Source information ::
..........

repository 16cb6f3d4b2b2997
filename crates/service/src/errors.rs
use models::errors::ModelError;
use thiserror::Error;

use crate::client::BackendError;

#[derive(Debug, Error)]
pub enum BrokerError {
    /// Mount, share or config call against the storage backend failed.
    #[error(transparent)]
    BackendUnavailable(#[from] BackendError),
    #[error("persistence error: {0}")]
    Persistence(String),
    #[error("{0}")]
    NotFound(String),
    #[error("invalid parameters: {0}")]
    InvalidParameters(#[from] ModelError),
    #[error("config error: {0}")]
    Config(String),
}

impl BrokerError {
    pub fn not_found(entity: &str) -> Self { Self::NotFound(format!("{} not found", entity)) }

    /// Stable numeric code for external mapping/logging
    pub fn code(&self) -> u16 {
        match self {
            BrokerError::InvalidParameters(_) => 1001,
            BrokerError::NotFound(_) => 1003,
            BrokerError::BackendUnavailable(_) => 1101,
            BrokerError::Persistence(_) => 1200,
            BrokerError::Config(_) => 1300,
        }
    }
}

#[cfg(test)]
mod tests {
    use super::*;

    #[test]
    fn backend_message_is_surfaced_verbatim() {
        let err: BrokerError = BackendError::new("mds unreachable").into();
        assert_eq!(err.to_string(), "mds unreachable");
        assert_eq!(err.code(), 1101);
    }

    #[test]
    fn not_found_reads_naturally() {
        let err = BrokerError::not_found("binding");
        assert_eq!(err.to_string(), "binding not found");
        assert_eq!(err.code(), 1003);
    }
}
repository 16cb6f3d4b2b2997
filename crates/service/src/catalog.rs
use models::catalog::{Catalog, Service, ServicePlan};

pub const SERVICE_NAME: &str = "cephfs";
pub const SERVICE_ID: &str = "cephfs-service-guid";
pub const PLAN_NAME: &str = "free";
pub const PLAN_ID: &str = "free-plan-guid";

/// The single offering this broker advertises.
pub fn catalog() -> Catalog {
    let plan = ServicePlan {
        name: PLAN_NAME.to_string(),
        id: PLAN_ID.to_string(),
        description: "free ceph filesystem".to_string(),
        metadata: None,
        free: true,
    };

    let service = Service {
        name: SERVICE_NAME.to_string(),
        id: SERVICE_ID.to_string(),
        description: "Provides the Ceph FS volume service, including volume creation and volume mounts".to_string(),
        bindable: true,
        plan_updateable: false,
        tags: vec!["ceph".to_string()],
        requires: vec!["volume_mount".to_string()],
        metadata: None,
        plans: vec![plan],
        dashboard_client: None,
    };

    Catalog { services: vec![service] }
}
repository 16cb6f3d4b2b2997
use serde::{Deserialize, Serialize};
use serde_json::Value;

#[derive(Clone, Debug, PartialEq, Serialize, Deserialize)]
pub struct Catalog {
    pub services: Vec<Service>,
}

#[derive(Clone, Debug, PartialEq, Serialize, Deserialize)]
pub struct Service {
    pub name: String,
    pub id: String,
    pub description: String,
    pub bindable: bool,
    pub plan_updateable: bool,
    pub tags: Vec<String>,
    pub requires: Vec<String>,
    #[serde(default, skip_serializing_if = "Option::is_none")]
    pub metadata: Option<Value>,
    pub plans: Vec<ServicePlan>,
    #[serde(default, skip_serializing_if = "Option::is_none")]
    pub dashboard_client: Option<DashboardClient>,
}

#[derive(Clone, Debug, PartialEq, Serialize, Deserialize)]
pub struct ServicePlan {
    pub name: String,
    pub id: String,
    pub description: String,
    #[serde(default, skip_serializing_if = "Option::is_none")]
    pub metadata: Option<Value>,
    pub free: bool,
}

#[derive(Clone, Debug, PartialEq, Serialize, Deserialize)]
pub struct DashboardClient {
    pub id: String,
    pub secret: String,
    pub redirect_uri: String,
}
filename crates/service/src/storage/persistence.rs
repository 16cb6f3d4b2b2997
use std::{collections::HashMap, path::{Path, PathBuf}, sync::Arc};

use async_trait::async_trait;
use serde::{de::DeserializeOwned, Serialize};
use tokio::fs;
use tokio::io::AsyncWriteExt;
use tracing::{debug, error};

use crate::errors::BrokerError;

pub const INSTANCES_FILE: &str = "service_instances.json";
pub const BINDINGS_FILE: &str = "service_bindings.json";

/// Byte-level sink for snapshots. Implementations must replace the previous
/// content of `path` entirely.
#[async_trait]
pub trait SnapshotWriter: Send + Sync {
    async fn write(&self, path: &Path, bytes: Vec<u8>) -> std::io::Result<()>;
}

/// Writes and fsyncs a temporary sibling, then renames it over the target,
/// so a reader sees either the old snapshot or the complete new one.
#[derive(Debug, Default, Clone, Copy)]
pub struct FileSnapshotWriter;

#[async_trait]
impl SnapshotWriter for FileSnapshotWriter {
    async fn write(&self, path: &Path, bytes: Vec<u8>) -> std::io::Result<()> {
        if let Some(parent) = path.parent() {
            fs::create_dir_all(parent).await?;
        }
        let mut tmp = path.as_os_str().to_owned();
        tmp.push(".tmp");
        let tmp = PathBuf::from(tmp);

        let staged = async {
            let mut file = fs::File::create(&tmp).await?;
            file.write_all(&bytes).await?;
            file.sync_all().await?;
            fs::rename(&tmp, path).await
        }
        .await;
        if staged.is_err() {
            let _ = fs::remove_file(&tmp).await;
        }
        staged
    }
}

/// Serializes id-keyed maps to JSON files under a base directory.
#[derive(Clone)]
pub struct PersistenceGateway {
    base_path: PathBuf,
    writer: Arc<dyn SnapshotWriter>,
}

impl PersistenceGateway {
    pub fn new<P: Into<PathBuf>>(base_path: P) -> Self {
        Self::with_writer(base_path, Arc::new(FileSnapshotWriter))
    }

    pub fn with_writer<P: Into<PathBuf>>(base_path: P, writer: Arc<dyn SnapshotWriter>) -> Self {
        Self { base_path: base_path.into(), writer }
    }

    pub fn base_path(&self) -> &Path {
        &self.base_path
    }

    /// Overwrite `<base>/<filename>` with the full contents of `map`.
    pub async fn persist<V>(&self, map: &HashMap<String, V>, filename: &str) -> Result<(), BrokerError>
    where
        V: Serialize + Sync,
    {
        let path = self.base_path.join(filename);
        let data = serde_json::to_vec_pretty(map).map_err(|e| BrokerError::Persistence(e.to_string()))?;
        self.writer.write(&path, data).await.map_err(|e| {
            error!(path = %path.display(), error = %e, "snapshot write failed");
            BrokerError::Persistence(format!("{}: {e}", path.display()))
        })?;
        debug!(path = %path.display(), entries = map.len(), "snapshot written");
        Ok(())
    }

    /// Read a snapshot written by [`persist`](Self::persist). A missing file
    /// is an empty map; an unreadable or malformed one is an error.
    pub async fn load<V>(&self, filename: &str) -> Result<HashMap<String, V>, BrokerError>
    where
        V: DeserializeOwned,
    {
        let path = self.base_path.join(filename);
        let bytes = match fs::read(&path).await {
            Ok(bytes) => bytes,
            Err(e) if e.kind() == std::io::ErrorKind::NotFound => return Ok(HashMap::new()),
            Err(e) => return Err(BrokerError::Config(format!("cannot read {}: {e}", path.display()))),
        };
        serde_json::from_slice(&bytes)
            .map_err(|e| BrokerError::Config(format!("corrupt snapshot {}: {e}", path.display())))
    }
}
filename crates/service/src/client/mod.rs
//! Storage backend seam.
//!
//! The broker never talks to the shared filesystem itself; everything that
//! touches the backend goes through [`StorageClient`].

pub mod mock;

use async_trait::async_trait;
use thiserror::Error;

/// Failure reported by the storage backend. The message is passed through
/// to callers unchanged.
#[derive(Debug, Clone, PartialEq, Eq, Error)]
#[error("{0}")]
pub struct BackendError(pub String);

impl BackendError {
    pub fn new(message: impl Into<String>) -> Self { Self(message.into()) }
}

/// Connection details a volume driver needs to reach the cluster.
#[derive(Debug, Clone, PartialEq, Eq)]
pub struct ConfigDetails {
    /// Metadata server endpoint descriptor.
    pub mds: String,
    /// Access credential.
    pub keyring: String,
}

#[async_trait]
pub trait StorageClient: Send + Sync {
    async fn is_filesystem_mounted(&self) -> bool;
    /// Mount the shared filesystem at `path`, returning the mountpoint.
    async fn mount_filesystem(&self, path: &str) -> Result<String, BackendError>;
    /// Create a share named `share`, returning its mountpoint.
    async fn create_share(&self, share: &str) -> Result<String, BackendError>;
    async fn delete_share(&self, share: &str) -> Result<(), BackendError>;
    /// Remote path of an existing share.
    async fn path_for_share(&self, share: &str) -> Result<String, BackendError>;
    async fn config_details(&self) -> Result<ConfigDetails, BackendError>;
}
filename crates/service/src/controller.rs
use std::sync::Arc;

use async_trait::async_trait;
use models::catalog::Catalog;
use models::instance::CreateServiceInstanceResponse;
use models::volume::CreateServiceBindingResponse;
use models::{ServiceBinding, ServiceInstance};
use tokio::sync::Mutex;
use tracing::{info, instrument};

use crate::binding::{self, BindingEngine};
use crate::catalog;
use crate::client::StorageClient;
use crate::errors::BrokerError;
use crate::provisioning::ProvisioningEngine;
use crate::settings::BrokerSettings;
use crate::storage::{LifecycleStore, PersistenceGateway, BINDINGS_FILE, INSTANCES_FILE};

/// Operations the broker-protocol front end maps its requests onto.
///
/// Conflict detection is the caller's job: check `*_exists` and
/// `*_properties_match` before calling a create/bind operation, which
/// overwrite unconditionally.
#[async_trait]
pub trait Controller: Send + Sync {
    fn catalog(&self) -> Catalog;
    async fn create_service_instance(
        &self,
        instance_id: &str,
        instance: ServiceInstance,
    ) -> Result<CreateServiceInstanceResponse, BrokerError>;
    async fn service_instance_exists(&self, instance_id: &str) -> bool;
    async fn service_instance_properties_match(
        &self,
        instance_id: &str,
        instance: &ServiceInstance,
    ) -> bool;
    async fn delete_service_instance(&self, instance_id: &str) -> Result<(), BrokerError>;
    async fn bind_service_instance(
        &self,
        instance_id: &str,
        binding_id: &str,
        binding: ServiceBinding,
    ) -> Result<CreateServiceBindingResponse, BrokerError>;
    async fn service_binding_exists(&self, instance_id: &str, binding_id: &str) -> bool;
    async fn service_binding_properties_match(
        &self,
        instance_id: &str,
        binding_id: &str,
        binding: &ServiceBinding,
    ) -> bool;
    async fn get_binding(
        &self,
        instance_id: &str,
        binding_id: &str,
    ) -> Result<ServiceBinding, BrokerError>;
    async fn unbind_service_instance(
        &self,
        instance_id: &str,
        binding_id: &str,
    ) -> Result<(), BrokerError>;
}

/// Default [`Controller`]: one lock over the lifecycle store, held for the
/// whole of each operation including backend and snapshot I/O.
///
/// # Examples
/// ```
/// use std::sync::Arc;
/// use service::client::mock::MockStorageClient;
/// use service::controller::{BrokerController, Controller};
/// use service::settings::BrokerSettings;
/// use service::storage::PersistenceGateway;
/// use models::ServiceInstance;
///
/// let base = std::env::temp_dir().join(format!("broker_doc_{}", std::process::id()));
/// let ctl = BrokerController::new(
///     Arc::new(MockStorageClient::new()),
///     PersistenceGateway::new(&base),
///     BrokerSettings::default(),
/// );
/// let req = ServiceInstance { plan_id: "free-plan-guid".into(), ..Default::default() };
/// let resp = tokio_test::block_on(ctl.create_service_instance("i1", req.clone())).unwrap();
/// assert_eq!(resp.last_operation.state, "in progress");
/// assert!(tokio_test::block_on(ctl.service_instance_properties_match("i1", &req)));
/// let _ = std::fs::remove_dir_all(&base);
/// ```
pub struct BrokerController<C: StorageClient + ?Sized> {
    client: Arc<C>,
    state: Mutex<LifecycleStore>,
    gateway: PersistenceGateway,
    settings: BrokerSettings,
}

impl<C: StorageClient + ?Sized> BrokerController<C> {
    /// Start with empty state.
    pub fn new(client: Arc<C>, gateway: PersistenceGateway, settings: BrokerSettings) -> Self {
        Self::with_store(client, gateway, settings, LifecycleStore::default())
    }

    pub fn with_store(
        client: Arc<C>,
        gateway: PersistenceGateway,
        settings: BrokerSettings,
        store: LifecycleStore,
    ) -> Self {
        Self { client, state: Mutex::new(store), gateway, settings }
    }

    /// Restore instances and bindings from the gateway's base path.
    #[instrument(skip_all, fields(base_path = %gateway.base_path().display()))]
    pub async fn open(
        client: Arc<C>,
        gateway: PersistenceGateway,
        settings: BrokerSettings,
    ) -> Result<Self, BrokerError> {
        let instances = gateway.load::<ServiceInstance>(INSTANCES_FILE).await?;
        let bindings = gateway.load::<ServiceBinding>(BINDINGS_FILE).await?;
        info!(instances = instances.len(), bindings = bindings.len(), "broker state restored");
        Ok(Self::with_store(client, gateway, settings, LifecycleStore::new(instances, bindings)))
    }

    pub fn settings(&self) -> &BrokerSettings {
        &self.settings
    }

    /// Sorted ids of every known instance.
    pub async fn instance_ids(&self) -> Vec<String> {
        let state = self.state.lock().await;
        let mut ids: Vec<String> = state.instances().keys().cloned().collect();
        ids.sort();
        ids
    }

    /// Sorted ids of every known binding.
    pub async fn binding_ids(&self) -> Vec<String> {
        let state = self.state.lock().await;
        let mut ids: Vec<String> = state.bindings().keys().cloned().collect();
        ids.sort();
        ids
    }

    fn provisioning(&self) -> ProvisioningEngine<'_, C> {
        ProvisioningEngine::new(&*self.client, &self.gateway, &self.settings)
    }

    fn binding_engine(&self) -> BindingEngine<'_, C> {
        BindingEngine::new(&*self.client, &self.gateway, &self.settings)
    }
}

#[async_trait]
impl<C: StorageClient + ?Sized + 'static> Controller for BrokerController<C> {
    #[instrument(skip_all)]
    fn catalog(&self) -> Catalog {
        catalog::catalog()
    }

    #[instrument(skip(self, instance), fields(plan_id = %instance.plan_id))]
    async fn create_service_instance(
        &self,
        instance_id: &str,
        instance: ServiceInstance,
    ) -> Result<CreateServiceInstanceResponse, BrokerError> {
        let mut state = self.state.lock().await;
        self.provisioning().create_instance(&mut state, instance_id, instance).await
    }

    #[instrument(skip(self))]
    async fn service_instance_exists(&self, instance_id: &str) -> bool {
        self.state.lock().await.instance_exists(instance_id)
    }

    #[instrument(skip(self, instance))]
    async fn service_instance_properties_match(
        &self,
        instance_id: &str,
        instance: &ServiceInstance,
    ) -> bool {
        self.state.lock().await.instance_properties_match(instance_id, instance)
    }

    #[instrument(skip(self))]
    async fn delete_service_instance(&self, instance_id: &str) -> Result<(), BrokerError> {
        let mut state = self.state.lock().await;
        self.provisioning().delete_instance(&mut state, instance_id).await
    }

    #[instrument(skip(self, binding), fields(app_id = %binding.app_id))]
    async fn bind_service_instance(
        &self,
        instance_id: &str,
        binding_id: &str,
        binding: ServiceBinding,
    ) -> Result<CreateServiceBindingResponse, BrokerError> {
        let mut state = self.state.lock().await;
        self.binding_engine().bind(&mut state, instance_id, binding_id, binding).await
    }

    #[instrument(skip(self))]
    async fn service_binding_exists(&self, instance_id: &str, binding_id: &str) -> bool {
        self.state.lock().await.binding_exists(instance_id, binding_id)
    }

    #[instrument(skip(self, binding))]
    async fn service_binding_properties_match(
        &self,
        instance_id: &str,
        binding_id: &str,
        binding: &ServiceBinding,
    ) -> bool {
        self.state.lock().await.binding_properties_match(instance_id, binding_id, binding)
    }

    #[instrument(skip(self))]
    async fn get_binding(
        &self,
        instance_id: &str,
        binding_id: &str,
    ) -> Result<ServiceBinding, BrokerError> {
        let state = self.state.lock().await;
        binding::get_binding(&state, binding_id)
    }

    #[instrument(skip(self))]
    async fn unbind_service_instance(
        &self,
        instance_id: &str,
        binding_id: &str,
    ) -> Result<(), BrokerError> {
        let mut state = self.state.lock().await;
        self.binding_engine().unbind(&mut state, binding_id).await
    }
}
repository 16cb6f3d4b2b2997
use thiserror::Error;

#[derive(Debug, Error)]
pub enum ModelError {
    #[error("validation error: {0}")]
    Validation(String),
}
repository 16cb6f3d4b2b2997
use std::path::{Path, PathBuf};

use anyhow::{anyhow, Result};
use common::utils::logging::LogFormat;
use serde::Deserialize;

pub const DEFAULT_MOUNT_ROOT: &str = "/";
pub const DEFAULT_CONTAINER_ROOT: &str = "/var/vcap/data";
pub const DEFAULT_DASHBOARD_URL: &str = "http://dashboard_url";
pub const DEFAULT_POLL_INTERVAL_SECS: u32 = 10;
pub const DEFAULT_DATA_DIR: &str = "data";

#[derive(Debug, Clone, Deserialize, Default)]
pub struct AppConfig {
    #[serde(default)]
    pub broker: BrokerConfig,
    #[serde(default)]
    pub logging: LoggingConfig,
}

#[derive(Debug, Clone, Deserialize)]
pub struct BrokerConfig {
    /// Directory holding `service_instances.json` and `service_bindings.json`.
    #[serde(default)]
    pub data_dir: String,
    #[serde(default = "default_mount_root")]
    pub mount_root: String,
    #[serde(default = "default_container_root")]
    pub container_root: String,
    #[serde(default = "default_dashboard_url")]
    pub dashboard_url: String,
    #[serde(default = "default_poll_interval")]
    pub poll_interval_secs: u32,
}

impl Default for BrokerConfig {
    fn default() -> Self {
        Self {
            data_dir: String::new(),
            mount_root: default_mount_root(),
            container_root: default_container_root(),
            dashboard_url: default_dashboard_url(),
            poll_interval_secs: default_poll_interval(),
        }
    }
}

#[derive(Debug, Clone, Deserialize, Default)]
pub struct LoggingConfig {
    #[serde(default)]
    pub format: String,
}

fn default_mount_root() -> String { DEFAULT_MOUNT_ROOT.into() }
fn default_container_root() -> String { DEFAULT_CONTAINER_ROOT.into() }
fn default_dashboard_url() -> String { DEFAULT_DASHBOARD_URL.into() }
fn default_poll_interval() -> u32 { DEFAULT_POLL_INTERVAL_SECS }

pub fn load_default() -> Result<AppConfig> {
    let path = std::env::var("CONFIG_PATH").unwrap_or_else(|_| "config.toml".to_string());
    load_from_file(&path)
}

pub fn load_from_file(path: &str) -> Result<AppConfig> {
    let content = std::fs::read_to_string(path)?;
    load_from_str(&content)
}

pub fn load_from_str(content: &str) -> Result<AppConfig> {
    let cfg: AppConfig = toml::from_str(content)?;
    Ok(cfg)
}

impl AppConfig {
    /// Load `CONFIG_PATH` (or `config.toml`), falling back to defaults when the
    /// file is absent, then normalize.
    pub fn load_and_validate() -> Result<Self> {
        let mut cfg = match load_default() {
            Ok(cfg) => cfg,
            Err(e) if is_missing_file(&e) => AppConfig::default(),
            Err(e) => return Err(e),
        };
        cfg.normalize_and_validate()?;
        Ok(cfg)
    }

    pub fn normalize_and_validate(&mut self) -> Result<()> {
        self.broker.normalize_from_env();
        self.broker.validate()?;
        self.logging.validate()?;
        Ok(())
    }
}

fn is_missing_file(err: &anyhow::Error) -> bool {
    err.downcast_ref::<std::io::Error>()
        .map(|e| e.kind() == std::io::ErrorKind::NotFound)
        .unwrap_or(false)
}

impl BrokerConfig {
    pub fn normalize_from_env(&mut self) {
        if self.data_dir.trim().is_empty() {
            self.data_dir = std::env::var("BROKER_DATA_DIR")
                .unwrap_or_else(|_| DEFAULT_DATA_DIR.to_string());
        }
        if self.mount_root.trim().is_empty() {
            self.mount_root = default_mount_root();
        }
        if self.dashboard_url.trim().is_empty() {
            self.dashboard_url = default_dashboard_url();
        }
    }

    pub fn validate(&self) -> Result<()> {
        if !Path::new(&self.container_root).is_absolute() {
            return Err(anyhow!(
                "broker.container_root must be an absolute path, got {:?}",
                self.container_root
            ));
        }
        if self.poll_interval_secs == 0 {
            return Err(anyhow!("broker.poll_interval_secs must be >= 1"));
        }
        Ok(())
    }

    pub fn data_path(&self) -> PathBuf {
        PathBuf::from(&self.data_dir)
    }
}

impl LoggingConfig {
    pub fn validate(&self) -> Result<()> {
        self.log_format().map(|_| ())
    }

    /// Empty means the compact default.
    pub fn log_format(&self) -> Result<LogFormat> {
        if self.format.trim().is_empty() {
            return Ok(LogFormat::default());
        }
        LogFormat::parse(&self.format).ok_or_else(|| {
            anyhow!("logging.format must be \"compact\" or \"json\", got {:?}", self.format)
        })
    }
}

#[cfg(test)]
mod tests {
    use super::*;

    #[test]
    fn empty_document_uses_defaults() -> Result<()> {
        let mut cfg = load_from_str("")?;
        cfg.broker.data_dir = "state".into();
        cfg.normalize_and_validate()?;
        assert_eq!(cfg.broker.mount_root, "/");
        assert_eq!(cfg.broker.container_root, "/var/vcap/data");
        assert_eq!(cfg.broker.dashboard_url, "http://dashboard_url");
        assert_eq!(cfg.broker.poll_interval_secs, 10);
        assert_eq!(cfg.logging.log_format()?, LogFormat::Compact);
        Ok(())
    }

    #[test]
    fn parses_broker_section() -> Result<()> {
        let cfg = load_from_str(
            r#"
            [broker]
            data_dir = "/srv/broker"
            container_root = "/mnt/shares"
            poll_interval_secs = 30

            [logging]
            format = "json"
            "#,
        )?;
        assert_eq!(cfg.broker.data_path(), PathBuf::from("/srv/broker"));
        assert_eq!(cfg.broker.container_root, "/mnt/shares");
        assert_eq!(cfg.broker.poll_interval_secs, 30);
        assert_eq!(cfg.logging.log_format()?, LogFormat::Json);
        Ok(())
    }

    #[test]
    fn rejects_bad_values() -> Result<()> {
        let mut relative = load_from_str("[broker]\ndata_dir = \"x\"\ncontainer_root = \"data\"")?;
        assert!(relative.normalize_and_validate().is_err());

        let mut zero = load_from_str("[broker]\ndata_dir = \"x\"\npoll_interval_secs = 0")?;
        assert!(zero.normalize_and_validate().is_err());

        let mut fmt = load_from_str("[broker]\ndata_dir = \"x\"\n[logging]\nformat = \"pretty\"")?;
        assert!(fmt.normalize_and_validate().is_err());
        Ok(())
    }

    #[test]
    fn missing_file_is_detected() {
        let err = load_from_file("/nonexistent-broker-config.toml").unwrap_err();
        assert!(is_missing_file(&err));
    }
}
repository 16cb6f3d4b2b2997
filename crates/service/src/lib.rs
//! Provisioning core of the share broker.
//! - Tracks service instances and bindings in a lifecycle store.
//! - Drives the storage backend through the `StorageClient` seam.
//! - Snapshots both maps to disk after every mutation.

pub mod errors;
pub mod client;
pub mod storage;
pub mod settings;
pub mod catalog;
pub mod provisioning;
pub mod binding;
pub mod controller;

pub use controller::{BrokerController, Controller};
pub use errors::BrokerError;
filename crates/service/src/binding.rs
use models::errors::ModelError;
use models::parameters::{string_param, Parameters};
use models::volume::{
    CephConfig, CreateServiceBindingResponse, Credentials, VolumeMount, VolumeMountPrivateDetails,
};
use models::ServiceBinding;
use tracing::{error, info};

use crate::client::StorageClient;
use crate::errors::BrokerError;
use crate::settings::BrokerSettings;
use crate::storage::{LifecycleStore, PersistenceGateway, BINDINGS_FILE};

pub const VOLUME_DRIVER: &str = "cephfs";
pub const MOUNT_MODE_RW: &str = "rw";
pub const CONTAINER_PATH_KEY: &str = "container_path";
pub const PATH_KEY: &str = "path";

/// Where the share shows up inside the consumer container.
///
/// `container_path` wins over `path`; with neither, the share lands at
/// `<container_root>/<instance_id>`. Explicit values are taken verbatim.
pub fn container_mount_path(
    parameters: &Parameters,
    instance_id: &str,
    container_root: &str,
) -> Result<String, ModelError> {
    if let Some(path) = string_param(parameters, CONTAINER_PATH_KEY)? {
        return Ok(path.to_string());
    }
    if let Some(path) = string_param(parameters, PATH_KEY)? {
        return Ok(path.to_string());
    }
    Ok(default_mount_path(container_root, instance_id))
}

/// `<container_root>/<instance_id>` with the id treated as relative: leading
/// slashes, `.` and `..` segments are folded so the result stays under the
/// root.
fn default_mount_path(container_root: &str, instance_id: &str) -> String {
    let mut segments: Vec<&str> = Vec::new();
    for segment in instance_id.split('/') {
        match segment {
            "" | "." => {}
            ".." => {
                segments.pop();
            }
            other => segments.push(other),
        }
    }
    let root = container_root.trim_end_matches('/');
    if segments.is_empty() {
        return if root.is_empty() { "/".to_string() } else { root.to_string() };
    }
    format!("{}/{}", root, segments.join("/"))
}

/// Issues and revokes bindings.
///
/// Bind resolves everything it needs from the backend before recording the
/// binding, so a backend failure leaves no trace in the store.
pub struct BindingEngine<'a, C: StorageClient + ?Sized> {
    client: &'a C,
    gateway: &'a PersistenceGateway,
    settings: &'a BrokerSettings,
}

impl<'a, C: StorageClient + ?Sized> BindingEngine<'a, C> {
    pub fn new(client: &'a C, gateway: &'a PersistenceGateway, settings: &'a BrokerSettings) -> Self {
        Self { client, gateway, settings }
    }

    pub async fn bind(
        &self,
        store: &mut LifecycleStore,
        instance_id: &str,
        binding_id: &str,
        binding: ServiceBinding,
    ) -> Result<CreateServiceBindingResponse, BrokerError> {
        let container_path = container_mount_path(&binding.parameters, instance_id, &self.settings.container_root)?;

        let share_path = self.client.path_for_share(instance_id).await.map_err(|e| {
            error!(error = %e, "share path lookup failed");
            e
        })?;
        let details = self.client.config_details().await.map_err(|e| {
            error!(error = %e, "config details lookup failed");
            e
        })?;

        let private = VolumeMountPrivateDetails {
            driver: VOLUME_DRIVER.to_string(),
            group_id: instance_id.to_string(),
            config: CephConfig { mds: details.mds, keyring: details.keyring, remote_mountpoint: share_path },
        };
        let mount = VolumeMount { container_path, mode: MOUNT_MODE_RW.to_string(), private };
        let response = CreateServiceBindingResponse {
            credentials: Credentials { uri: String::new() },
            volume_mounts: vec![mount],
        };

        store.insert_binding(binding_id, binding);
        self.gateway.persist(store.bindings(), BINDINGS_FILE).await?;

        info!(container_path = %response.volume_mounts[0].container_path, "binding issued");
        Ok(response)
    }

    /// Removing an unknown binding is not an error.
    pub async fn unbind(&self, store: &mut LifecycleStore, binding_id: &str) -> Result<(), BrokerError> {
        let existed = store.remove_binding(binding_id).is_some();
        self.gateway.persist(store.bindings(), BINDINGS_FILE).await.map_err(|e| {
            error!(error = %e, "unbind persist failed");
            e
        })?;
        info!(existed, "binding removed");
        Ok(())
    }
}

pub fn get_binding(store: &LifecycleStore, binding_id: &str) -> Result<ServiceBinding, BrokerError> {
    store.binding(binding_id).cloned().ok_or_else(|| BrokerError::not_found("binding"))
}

..........

This exercise needs every line of the listing that contains the word "shared".

Written reply ::
//! The broker never talks to the shared filesystem itself; everything that
    /// Mount the shared filesystem at `path`, returning the mountpoint.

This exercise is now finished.